Un libro abierto junto a un cuadro abstracto y una rama desnuda: una invitación a contemplar y encontrar refugio en la cultura frente al peso de la vida.

Herramientas culturales para la vida diaria

Las reflexiones anteriores pueden parecer abstractas si no se traducen en prácticas concretas. Por eso, quisiera proponer algunas herramientas culturales sencillas que pueden integrarse en la vida cotidiana, sin necesidad de grandes recursos ni tiempos extraordinarios. La primera es contemplar. No mirar con prisa, sino detenerse frente a una obra, una frase o incluso una escena de la calle, y preguntarse: ¿qué despierta en mí? Como escribió Simone Weil: “La atención, absolutamente pura y sin mezcla, es oración” (Attente de Dieu, 1950). Mirar con atención se convierte así en un acto espiritual. La segunda es respirar. Hacerlo conscientemente tres veces antes de responder a un mensaje, tomar una decisión o iniciar una tarea. Ese pequeño gesto evita que actuemos desde la reacción inmediata y nos devuelve a la libertad interior.

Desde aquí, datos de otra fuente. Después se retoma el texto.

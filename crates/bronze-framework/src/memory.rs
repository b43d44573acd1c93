//! In-process [`KvStore`] backend.
//!
//! Suitable for a single host instance and for tests. Expired entries are
//! dropped lazily on access; [`MemoryKvStore::spawn_sweeper`] reclaims the
//! ones nobody reads again.

use std::collections::HashMap;
use std::sync::{Arc, Weak};
use std::time::Duration;

use async_trait::async_trait;
use parking_lot::Mutex;
use tokio::task::JoinHandle;
use tokio::time::Instant;
use tracing::trace;

use bronze_core::{KvStore, StoreResult};

#[derive(Debug)]
struct Entry {
    value: String,
    expires_at: Instant,
}

impl Entry {
    fn is_live(&self, now: Instant) -> bool {
        now < self.expires_at
    }
}

/// A `HashMap`-backed store with per-entry expiry.
///
/// Cloning is cheap; clones share the same entries.
#[derive(Debug, Clone, Default)]
pub struct MemoryKvStore {
    entries: Arc<Mutex<HashMap<String, Entry>>>,
}

impl MemoryKvStore {
    pub fn new() -> Self {
        Self::default()
    }

    /// Number of stored entries, including expired ones not yet purged.
    pub fn len(&self) -> usize {
        self.entries.lock().len()
    }

    pub fn is_empty(&self) -> bool {
        self.len() == 0
    }

    /// Drops every expired entry. Returns how many were removed.
    pub fn purge_expired(&self) -> usize {
        purge(&self.entries)
    }

    /// Spawns a task that purges expired entries every `period`.
    ///
    /// The task ends on its own once every clone of the store is dropped.
    pub fn spawn_sweeper(&self, period: Duration) -> JoinHandle<()> {
        let entries: Weak<Mutex<HashMap<String, Entry>>> = Arc::downgrade(&self.entries);
        tokio::spawn(async move {
            let mut ticker = tokio::time::interval(period);
            ticker.tick().await;
            loop {
                ticker.tick().await;
                let Some(entries) = entries.upgrade() else {
                    break;
                };
                let removed = purge(&entries);
                if removed > 0 {
                    trace!(removed, "Purged expired entries");
                }
            }
        })
    }
}

fn purge(entries: &Mutex<HashMap<String, Entry>>) -> usize {
    let now = Instant::now();
    let mut entries = entries.lock();
    let before = entries.len();
    entries.retain(|_, entry| entry.is_live(now));
    before - entries.len()
}

#[async_trait]
impl KvStore for MemoryKvStore {
    async fn get(&self, key: &str) -> StoreResult<Option<String>> {
        let now = Instant::now();
        let mut entries = self.entries.lock();
        match entries.get(key) {
            Some(entry) if entry.is_live(now) => Ok(Some(entry.value.clone())),
            Some(_) => {
                entries.remove(key);
                Ok(None)
            }
            None => Ok(None),
        }
    }

    async fn set(&self, key: &str, value: String, ttl: Duration) -> StoreResult<()> {
        let expires_at = Instant::now() + ttl;
        self.entries
            .lock()
            .insert(key.to_string(), Entry { value, expires_at });
        Ok(())
    }

    async fn delete(&self, key: &str) -> StoreResult<bool> {
        let now = Instant::now();
        Ok(self
            .entries
            .lock()
            .remove(key)
            .is_some_and(|entry| entry.is_live(now)))
    }
}
//! End-to-end tests of the host: commands, dialogs, confirmations and
//! out-of-process plugins driven through `BronzeRuntime`.

use std::sync::Arc;
use std::time::Duration;

use bronze_core::{ChannelReplySink, Event, OutboundReply, Target};
use bronze_framework::{Command, Invocation, SessionKey, into_handler};
use bronze_runtime::{BronzeConfig, BronzeRuntime};
use tokio::sync::mpsc;
use tokio::time::timeout;

fn host(config: BronzeConfig) -> (BronzeRuntime, mpsc::Receiver<OutboundReply>) {
    let (sink, rx) = ChannelReplySink::new(32);
    let runtime = BronzeRuntime::builder()
        .config(config)
        .reply_sink(Arc::new(sink))
        .without_logging()
        .build()
        .unwrap();
    (runtime, rx)
}

async fn next_reply(rx: &mut mpsc::Receiver<OutboundReply>) -> OutboundReply {
    timeout(Duration::from_secs(5), rx.recv())
        .await
        .expect("no reply within 5s")
        .expect("reply channel closed")
}

#[tokio::test]
async fn test_command_reply_goes_to_group() {
    let (runtime, mut rx) = host(BronzeConfig::default());
    runtime
        .register_command(
            Command::new("echo").trigger("/echo"),
            into_handler(|inv: Invocation| async move { Ok(Some(inv.args().join(" "))) }),
        )
        .unwrap();

    let handled = runtime
        .handle(Event::message("u1", r#"/echo "hello world" again"#).in_group("g1"))
        .await;
    assert!(handled);

    let reply = next_reply(&mut rx).await;
    assert_eq!(reply.target, Target::group("g1"));
    assert_eq!(reply.text, "hello world again");
}

#[tokio::test]
async fn test_failing_command_sends_configured_apology() {
    let mut config = BronzeConfig::default();
    config.dispatch.apology = "{name} is broken ({error})".into();
    let (runtime, mut rx) = host(config);
    runtime
        .register_command(
            Command::new("boom").trigger("/boom"),
            into_handler(|_inv: Invocation| async move { Err("no fuel".into()) }),
        )
        .unwrap();

    assert!(runtime.handle(Event::message("u1", "/boom")).await);
    assert_eq!(next_reply(&mut rx).await.text, "boom is broken (no fuel)");
}

#[tokio::test]
async fn test_blocklisted_user_is_ignored() {
    let mut config = BronzeConfig::default();
    config.dispatch.blocklist = vec!["spammer".into()];
    let (runtime, mut rx) = host(config);
    runtime
        .register_command(
            Command::new("ping").trigger("/ping"),
            into_handler(|_inv: Invocation| async move { Ok(Some("pong".into())) }),
        )
        .unwrap();

    assert!(!runtime.handle(Event::message("spammer", "/ping")).await);
    assert!(runtime.handle(Event::message("friend", "/ping")).await);

    let reply = next_reply(&mut rx).await;
    assert_eq!(reply.target, Target::private("friend"));
    assert!(rx.try_recv().is_err());
}

#[tokio::test]
async fn test_dialog_routes_follow_up_message() {
    let (runtime, mut rx) = host(BronzeConfig::default());
    let dialogs = runtime.dialogs().clone();
    runtime
        .register_command(
            Command::new("order").trigger("/order"),
            into_handler(move |inv: Invocation| {
                let dialogs = dialogs.clone();
                async move {
                    let key = SessionKey::new(inv.user_id(), inv.group_id());
                    match inv.session() {
                        None => {
                            dialogs.start_dialog(&key, "host", "order", "size").await?;
                            Ok(Some("What size?".into()))
                        }
                        Some(session) => {
                            assert_eq!(session.step.as_deref(), Some("size"));
                            dialogs.finish(&key).await?;
                            Ok(Some(format!("Ordered {}", inv.text())))
                        }
                    }
                }
            }),
        )
        .unwrap();

    assert!(runtime.handle(Event::message("u1", "/order")).await);
    assert_eq!(next_reply(&mut rx).await.text, "What size?");

    // Someone else in another conversation is unaffected.
    assert!(!runtime.handle(Event::message("u2", "large")).await);

    assert!(runtime.handle(Event::message("u1", "large")).await);
    assert_eq!(next_reply(&mut rx).await.text, "Ordered large");

    assert!(!runtime.handle(Event::message("u1", "large")).await);
    assert!(rx.try_recv().is_err());
}

#[tokio::test]
async fn test_confirmation_guards_action() {
    let (runtime, mut rx) = host(BronzeConfig::default());
    let dialogs = runtime.dialogs().clone();
    runtime
        .register_command(
            Command::new("reset").trigger("/reset"),
            into_handler(move |inv: Invocation| {
                let dialogs = dialogs.clone();
                async move {
                    if inv.is_confirmed() {
                        return Ok(Some("Reset done".into()));
                    }
                    let key = SessionKey::new(inv.user_id(), inv.group_id());
                    let code = dialogs.start_confirmation(&key, "host", "reset").await?;
                    Ok(Some(format!("Reply {code} to confirm")))
                }
            }),
        )
        .unwrap();

    assert!(runtime.handle(Event::message("u1", "/reset").in_group("g1")).await);
    let prompt = next_reply(&mut rx).await.text;
    let code = prompt
        .strip_prefix("Reply ")
        .and_then(|rest| rest.strip_suffix(" to confirm"))
        .unwrap()
        .to_string();

    // A wrong answer falls through and keeps the confirmation pending.
    assert!(!runtime.handle(Event::message("u1", "nope").in_group("g1")).await);
    let key = SessionKey::new("u1", Some("g1"));
    assert!(runtime.dialogs().current(&key).await.unwrap().is_some());

    let answer = format!("  {code} ");
    assert!(runtime.handle(Event::message("u1", answer).in_group("g1")).await);
    assert_eq!(next_reply(&mut rx).await.text, "Reset done");
    assert!(runtime.dialogs().current(&key).await.unwrap().is_none());
}

#[tokio::test]
async fn test_submit_runs_events_concurrently() {
    let mut config = BronzeConfig::default();
    config.dispatch.max_concurrent_events = 2;
    let (runtime, mut rx) = host(config);
    runtime
        .register_command(
            Command::new("slow").trigger("/slow"),
            into_handler(|inv: Invocation| async move {
                tokio::time::sleep(Duration::from_millis(20)).await;
                Ok(Some(inv.user_id().to_string()))
            }),
        )
        .unwrap();
    runtime.start().await.unwrap();

    let handles: Vec<_> = (0..6)
        .map(|i| runtime.submit(Event::message(format!("u{i}"), "/slow")).unwrap())
        .collect();
    for handle in handles {
        assert!(handle.await.unwrap());
    }

    let mut users = Vec::new();
    while let Ok(reply) = rx.try_recv() {
        users.push(reply.text);
    }
    users.sort();
    assert_eq!(users, ["u0", "u1", "u2", "u3", "u4", "u5"]);

    runtime.shutdown().await;
    assert_eq!(runtime.stats().events_handled, 6);
}

#[cfg(unix)]
mod plugins {
    use bronze_runtime::{CommandConfig, PluginConfig};

    use super::*;

    /// Asks for a city on the first call, answers and closes the dialog on
    /// the follow-up.
    const WEATHER: &str = r#"while read -r line; do
  case "$line" in
    *'"name":"command"'*)
      id=$(printf '%s' "$line" | sed 's/.*"correlationId":"\([^"]*\)".*/\1/')
      case "$line" in
        *'"session":null'*)
          printf '{"id":"%s","ok":true,"actions":[{"type":"start-dialog","text":"Which city?","payload":{"action":"weather","step":"city"}}]}\n' "$id"
          ;;
        *)
          city=$(printf '%s' "$line" | sed 's/.*"args":\["\([^"]*\)".*/\1/')
          printf '{"id":"%s","ok":true,"actions":[{"type":"end-dialog","text":"Sunny in %s"}]}\n' "$id" "$city"
          ;;
      esac
      ;;
  esac
done"#;

    fn weather_config() -> BronzeConfig {
        let mut plugin = PluginConfig::new("sh");
        plugin.args = vec!["-c".into(), WEATHER.into()];
        plugin.commands.push(CommandConfig {
            name: "weather".into(),
            triggers: vec!["/weather".into()],
            description: Some("Forecast for a city".into()),
        });

        let mut config = BronzeConfig::default();
        config.plugins.insert("weather".into(), plugin);
        config
    }

    #[tokio::test]
    async fn test_plugin_dialog_round_trip() {
        let (runtime, mut rx) = host(weather_config());
        assert_eq!(runtime.start().await.unwrap(), 1);
        assert!(runtime.registry().contains("weather"));

        assert!(runtime.handle(Event::message("u1", "/weather").in_group("g1")).await);
        let prompt = next_reply(&mut rx).await;
        assert_eq!(prompt.target, Target::group("g1"));
        assert_eq!(prompt.text, "Which city?");

        assert!(runtime.handle(Event::message("u1", "Paris").in_group("g1")).await);
        assert_eq!(next_reply(&mut rx).await.text, "Sunny in Paris");

        let key = SessionKey::new("u1", Some("g1"));
        assert!(runtime.dialogs().current(&key).await.unwrap().is_none());

        let stats = runtime.stats();
        assert_eq!(stats.plugins_running, 1);
        assert_eq!(stats.commands, 1);

        runtime.shutdown().await;
        let plugin = runtime.plugin("weather").unwrap();
        assert!(plugin.state().is_terminal());
        assert_eq!(runtime.stats().plugins_running, 0);
    }

    #[tokio::test]
    async fn test_disabled_plugin_is_not_started() {
        let mut config = weather_config();
        if let Some(plugin) = config.plugins.get_mut("weather") {
            plugin.enabled = false;
        }
        let (runtime, _rx) = host(config);

        assert_eq!(runtime.start().await.unwrap(), 0);
        assert!(!runtime.registry().contains("weather"));
        runtime.shutdown().await;
    }
}
//! Supervised plugin child processes.
//!
//! ```text
//!  Starting ──▶ Running ──▶ Stopping ──▶ Stopped
//!     │            │            │
//!     └────────────┴────────────┴──────▶ Crashed
//! ```
//!
//! A supervisor task owns the child. It waits for either the child's exit
//! (an unrequested exit is a crash: pending requests fail, the state becomes
//! `Crashed`) or a stop request (send `shutdown`, close stdin, give the child
//! its grace period, then kill it). The grace period also bounds the
//! shutdown message and closing stdin, so a plugin that stopped reading is
//! still killed on time. Once terminal, every send fails fast.

use std::collections::HashMap;
use std::fmt;
use std::path::PathBuf;
use std::process::Stdio;
use std::sync::Arc;
use std::time::Duration;

use parking_lot::Mutex;
use serde_json::{Map, Value};
use tokio::io::{AsyncBufReadExt, BufReader};
use tokio::process::{Child, ChildStderr, Command};
use tokio::sync::{oneshot, watch};
use tokio::task::JoinHandle;
use tokio::time::{Instant, timeout_at};
use tracing::{debug, info, warn};

use bronze_core::Event;

use crate::connection::{
    ActionHandler, ConnectionOptions, DEFAULT_MAX_LINE_BYTES, DEFAULT_REQUEST_TIMEOUT, PluginConnection,
};
use crate::error::{PluginError, PluginResult};
use crate::protocol::{ResponseMessage, names};

/// How long a stopping plugin may take to exit before it is killed.
pub const DEFAULT_SHUTDOWN_GRACE: Duration = Duration::from_secs(3);

// =============================================================================
// ProcessState
// =============================================================================

/// Lifecycle state of a plugin process.
#[derive(Debug, Clone, Copy, PartialEq, Eq, Hash)]
pub enum ProcessState {
    Starting,
    Running,
    Stopping,
    Stopped,
    Crashed,
}

impl ProcessState {
    pub fn as_str(&self) -> &'static str {
        match self {
            Self::Starting => "starting",
            Self::Running => "running",
            Self::Stopping => "stopping",
            Self::Stopped => "stopped",
            Self::Crashed => "crashed",
        }
    }

    /// `Stopped` and `Crashed` are final.
    pub fn is_terminal(&self) -> bool {
        matches!(self, Self::Stopped | Self::Crashed)
    }

    /// Whether the lifecycle allows moving from `self` to `to`.
    pub fn can_transition(&self, to: ProcessState) -> bool {
        use ProcessState::*;
        matches!(
            (self, to),
            (Starting, Running | Stopped | Crashed) | (Running, Stopping | Crashed) | (Stopping, Stopped | Crashed)
        )
    }
}

impl fmt::Display for ProcessState {
    fn fmt(&self, f: &mut fmt::Formatter<'_>) -> fmt::Result {
        f.write_str(self.as_str())
    }
}

// =============================================================================
// PluginSpec
// =============================================================================

/// How to launch one plugin.
#[derive(Debug, Clone)]
pub struct PluginSpec {
    pub id: String,
    pub command: String,
    pub args: Vec<String>,
    pub env: HashMap<String, String>,
    pub cwd: Option<PathBuf>,
    pub request_timeout: Duration,
    pub shutdown_grace: Duration,
    pub max_line_bytes: usize,
}

impl PluginSpec {
    pub fn new(id: impl Into<String>, command: impl Into<String>) -> Self {
        Self {
            id: id.into(),
            command: command.into(),
            args: Vec::new(),
            env: HashMap::new(),
            cwd: None,
            request_timeout: DEFAULT_REQUEST_TIMEOUT,
            shutdown_grace: DEFAULT_SHUTDOWN_GRACE,
            max_line_bytes: DEFAULT_MAX_LINE_BYTES,
        }
    }

    pub fn arg(mut self, arg: impl Into<String>) -> Self {
        self.args.push(arg.into());
        self
    }

    pub fn args<I, S>(mut self, args: I) -> Self
    where
        I: IntoIterator<Item = S>,
        S: Into<String>,
    {
        self.args.extend(args.into_iter().map(Into::into));
        self
    }

    pub fn env(mut self, key: impl Into<String>, value: impl Into<String>) -> Self {
        self.env.insert(key.into(), value.into());
        self
    }

    pub fn cwd(mut self, cwd: impl Into<PathBuf>) -> Self {
        self.cwd = Some(cwd.into());
        self
    }

    pub fn request_timeout(mut self, timeout: Duration) -> Self {
        self.request_timeout = timeout;
        self
    }

    pub fn shutdown_grace(mut self, grace: Duration) -> Self {
        self.shutdown_grace = grace;
        self
    }

    pub fn max_line_bytes(mut self, max: usize) -> Self {
        self.max_line_bytes = max;
        self
    }

    fn connection_options(&self) -> ConnectionOptions {
        ConnectionOptions {
            request_timeout: self.request_timeout,
            max_line_bytes: self.max_line_bytes,
        }
    }
}

// =============================================================================
// PluginProcess
// =============================================================================

struct Inner {
    spec: PluginSpec,
    pid: Option<u32>,
    connection: PluginConnection,
    state: watch::Sender<ProcessState>,
    stop: Mutex<Option<oneshot::Sender<()>>>,
}

impl Inner {
    fn state(&self) -> ProcessState {
        *self.state.borrow()
    }

    fn transition(&self, to: ProcessState) -> PluginResult<ProcessState> {
        let mut result = Err(PluginError::InvalidTransition { from: to, to });
        self.state.send_if_modified(|current| {
            if current.can_transition(to) {
                result = Ok(*current);
                *current = to;
                true
            } else {
                result = Err(PluginError::InvalidTransition { from: *current, to });
                false
            }
        });
        if let Ok(from) = result {
            debug!(plugin = %self.spec.id, %from, %to, "Plugin state changed");
        }
        result
    }
}

/// A running plugin child process. Cheap to clone.
#[derive(Clone)]
pub struct PluginProcess {
    inner: Arc<Inner>,
}

impl PluginProcess {
    /// Launches the plugin and starts supervising it.
    ///
    /// Actions in the plugin's responses are run through `actions`.
    pub fn spawn(spec: PluginSpec, actions: Arc<dyn ActionHandler>) -> PluginResult<Self> {
        let mut command = Command::new(&spec.command);
        command
            .args(&spec.args)
            .envs(&spec.env)
            .stdin(Stdio::piped())
            .stdout(Stdio::piped())
            .stderr(Stdio::piped())
            .kill_on_drop(true);
        if let Some(cwd) = &spec.cwd {
            command.current_dir(cwd);
        }

        let mut child = command
            .spawn()
            .map_err(|e| PluginError::Spawn(format!("{}: {e}", spec.command)))?;
        let (Some(stdin), Some(stdout), Some(stderr)) = (child.stdin.take(), child.stdout.take(), child.stderr.take())
        else {
            return Err(PluginError::Spawn("child stdio was not captured".to_string()));
        };
        let pid = child.id();

        tokio::spawn(forward_stderr(spec.id.clone(), stderr));
        let (connection, _reader) =
            PluginConnection::start(spec.id.clone(), stdout, stdin, actions, spec.connection_options());

        let (stop_tx, stop_rx) = oneshot::channel();
        let (state, _) = watch::channel(ProcessState::Starting);
        let inner = Arc::new(Inner {
            spec,
            pid,
            connection,
            state,
            stop: Mutex::new(Some(stop_tx)),
        });
        inner.transition(ProcessState::Running)?;
        info!(plugin = %inner.spec.id, pid = ?pid, command = %inner.spec.command, "Plugin started");

        tokio::spawn(supervise(Arc::clone(&inner), child, stop_rx));
        Ok(Self { inner })
    }

    pub fn id(&self) -> &str {
        &self.inner.spec.id
    }

    pub fn spec(&self) -> &PluginSpec {
        &self.inner.spec
    }

    /// OS process id, if the child was still alive when it was read.
    pub fn pid(&self) -> Option<u32> {
        self.inner.pid
    }

    pub fn state(&self) -> ProcessState {
        self.inner.state()
    }

    /// Subscribes to state changes.
    pub fn watch_state(&self) -> watch::Receiver<ProcessState> {
        self.inner.state.subscribe()
    }

    pub fn is_running(&self) -> bool {
        self.state() == ProcessState::Running
    }

    pub fn connection(&self) -> &PluginConnection {
        &self.inner.connection
    }

    /// Sends a request and waits for the plugin's response.
    pub async fn send_request(&self, name: &str, payload: Map<String, Value>) -> PluginResult<ResponseMessage> {
        self.ensure_running()?;
        self.inner.connection.send_request(name, payload).await
    }

    /// Sends a request on behalf of `source`; see
    /// [`PluginConnection::send_request_from`].
    pub async fn send_request_from(
        &self,
        source: Option<Arc<Event>>,
        name: &str,
        payload: Map<String, Value>,
    ) -> PluginResult<ResponseMessage> {
        self.ensure_running()?;
        self.inner.connection.send_request_from(source, name, payload).await
    }

    pub async fn send_event(&self, name: &str, payload: Map<String, Value>) -> PluginResult<()> {
        self.ensure_running()?;
        self.inner.connection.send_event(name, payload, None).await
    }

    /// Stops the plugin and waits until it has exited.
    ///
    /// Stopping an already stopped or crashed plugin is a no-op.
    pub async fn stop(&self) -> PluginResult<ProcessState> {
        if self.state().is_terminal() {
            return Ok(self.state());
        }
        if let Err(e) = self.inner.transition(ProcessState::Stopping) {
            // Lost a race with the supervisor.
            if !self.state().is_terminal() && self.state() != ProcessState::Stopping {
                return Err(e);
            }
        }
        if let Some(stop) = self.inner.stop.lock().take() {
            let _ = stop.send(());
        }
        Ok(self.wait_terminal().await)
    }

    /// Waits until the plugin is `Stopped` or `Crashed`.
    pub async fn wait_terminal(&self) -> ProcessState {
        let mut rx = self.inner.state.subscribe();
        match rx.wait_for(ProcessState::is_terminal).await {
            Ok(state) => *state,
            Err(_) => self.state(),
        }
    }

    fn ensure_running(&self) -> PluginResult<()> {
        match self.state() {
            ProcessState::Running => Ok(()),
            other => Err(PluginError::NotRunning(other)),
        }
    }
}

impl fmt::Debug for PluginProcess {
    fn fmt(&self, f: &mut fmt::Formatter<'_>) -> fmt::Result {
        f.debug_struct("PluginProcess")
            .field("id", &self.inner.spec.id)
            .field("pid", &self.inner.pid)
            .field("state", &self.state())
            .finish()
    }
}

async fn supervise(inner: Arc<Inner>, mut child: Child, stop: oneshot::Receiver<()>) {
    let plugin = inner.spec.id.clone();

    tokio::select! {
        status = child.wait() => {
            let reason = match status {
                Ok(status) => format!("exited with {status}"),
                Err(e) => format!("wait failed: {e}"),
            };
            warn!(plugin = %plugin, %reason, "Plugin exited unexpectedly");
            let _ = inner.transition(ProcessState::Crashed);
            inner.connection.close(PluginError::Crashed(reason)).await;
        }
        _ = stop => {
            let grace = inner.spec.shutdown_grace;
            let deadline = Instant::now() + grace;

            let notify = async {
                if let Err(e) = inner.connection.send_event(names::SHUTDOWN, Map::new(), None).await {
                    debug!(plugin = %plugin, error = %e, "Could not deliver shutdown event");
                }
                inner.connection.close(PluginError::Stopped).await;
            };
            if timeout_at(deadline, notify).await.is_err() {
                debug!(plugin = %plugin, "Plugin input is stalled");
                inner.connection.fail_pending(PluginError::Stopped, true);
            }

            match timeout_at(deadline, child.wait()).await {
                Ok(Ok(status)) => debug!(plugin = %plugin, %status, "Plugin exited"),
                Ok(Err(e)) => warn!(plugin = %plugin, error = %e, "Waiting for plugin failed"),
                Err(_) => {
                    warn!(plugin = %plugin, ?grace, "Plugin ignored shutdown; killing");
                    if let Err(e) = child.kill().await {
                        warn!(plugin = %plugin, error = %e, "Killing plugin failed");
                    }
                }
            }
            let _ = inner.transition(ProcessState::Stopped);
            info!(plugin = %plugin, "Plugin stopped");
        }
    }
}

async fn forward_stderr(plugin: String, stderr: ChildStderr) {
    let mut lines = BufReader::new(stderr).lines();
    loop {
        match lines.next_line().await {
            Ok(Some(line)) => warn!(plugin = %plugin, "{line}"),
            Ok(None) => break,
            Err(e) => {
                debug!(plugin = %plugin, error = %e, "Stopped reading plugin stderr");
                break;
            }
        }
    }
}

La tercera es elegir un ritual. Puede ser una taza de té, encender una vela, caminar al final del día. Lo importante no es el objeto, sino el sentido que ponemos en él: se convierte en un recordatorio de que hay un espacio nuestro que no depende del caos externo. Y la cuarta es escribir una sola frase cada día. No un diario exhaustivo, sino una línea que capture algo vivido. Cesare Pavese anotaba: “No recordamos días, recordamos momentos” (Il mestiere di vivere, 1952). Esa frase diaria nos ayuda a fijar un momento en el tiempo y a darle lugar en nuestra memoria.

Reflexión final

La vida, al mirarla y respirarla con calma, no pesa tanto. Quizá lo que cargamos no se elimine nunca del todo, pero sí puede transformarse. La cultura nos enseña a ver más allá de la superficie y a sostenernos en lo pequeño: un cuadro que nos interpela, un suspiro que nos recuerda que seguimos vivos, una palabra que se convierte en compañía. No se trata de grandes escapes ni de soluciones mágicas.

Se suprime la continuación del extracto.